**What the task requires:**
Check each line of the material below for "HashMap" and copy those where it appears.

**Data section:**
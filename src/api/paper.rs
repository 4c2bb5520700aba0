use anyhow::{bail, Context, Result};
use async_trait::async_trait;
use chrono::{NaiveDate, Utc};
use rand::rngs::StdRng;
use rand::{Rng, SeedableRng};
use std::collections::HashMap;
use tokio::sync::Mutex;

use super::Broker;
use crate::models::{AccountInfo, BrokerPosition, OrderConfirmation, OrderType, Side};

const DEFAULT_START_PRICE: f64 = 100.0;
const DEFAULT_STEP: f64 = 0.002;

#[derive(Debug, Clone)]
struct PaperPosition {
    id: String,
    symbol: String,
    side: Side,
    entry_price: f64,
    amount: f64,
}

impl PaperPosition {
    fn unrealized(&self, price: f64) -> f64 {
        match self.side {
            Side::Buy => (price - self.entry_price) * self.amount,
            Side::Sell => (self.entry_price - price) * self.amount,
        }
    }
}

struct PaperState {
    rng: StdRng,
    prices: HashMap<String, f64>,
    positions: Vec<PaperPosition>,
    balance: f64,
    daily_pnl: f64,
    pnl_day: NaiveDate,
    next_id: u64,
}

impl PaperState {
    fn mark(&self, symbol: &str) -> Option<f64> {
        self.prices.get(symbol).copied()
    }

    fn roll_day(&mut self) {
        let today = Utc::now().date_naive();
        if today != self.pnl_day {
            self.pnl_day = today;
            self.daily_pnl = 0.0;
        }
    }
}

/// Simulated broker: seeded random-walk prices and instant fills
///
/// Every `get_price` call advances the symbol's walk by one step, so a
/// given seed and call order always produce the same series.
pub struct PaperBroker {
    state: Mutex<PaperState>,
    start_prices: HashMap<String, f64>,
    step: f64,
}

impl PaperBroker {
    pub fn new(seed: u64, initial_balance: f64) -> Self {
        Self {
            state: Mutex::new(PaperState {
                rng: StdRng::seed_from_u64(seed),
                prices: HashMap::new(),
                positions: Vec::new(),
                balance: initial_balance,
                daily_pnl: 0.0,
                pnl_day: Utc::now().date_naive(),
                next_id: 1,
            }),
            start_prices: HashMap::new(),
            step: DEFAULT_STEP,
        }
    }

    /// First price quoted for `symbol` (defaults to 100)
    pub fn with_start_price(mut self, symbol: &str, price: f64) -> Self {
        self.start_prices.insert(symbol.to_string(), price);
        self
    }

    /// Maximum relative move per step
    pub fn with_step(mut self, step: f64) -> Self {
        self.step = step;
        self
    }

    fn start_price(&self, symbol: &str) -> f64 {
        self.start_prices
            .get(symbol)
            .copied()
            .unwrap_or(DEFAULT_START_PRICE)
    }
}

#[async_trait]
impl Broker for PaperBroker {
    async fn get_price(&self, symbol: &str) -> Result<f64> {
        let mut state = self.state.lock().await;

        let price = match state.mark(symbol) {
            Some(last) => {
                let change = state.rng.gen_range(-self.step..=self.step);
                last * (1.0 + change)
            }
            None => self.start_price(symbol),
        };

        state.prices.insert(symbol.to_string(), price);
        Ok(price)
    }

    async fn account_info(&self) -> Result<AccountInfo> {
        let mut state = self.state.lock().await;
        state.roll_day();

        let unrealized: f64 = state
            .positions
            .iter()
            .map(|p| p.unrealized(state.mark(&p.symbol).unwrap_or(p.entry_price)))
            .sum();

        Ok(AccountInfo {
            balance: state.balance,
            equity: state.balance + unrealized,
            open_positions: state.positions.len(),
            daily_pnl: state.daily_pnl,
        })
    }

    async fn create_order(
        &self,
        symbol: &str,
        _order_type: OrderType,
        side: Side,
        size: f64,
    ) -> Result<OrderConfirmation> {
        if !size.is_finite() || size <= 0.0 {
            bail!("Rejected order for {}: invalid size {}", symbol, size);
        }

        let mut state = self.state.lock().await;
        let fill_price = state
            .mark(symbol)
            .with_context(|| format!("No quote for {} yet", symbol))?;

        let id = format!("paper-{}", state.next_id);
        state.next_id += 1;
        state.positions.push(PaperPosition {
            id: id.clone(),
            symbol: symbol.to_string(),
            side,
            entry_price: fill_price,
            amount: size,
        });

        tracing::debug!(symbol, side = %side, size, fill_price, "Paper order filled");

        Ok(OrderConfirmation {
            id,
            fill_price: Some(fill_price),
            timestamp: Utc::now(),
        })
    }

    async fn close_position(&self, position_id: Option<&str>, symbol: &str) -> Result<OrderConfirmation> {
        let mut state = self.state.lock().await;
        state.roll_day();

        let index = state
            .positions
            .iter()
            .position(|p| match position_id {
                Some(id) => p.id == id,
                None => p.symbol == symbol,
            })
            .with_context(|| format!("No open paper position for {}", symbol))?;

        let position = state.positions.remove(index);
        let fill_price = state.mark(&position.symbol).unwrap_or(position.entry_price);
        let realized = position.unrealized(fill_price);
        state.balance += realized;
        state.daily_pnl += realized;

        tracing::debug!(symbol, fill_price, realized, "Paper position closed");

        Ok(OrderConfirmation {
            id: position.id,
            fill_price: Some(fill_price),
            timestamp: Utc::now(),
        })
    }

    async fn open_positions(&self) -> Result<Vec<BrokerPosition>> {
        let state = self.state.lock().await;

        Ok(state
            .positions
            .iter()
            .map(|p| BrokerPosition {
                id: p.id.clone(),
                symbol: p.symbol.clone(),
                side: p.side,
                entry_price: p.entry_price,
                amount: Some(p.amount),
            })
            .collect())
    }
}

**Final answer:**
use std::collections::HashMap;
    prices: HashMap<String, f64>,
    start_prices: HashMap<String, f64>,
                prices: HashMap::new(),
            start_prices: HashMap::new(),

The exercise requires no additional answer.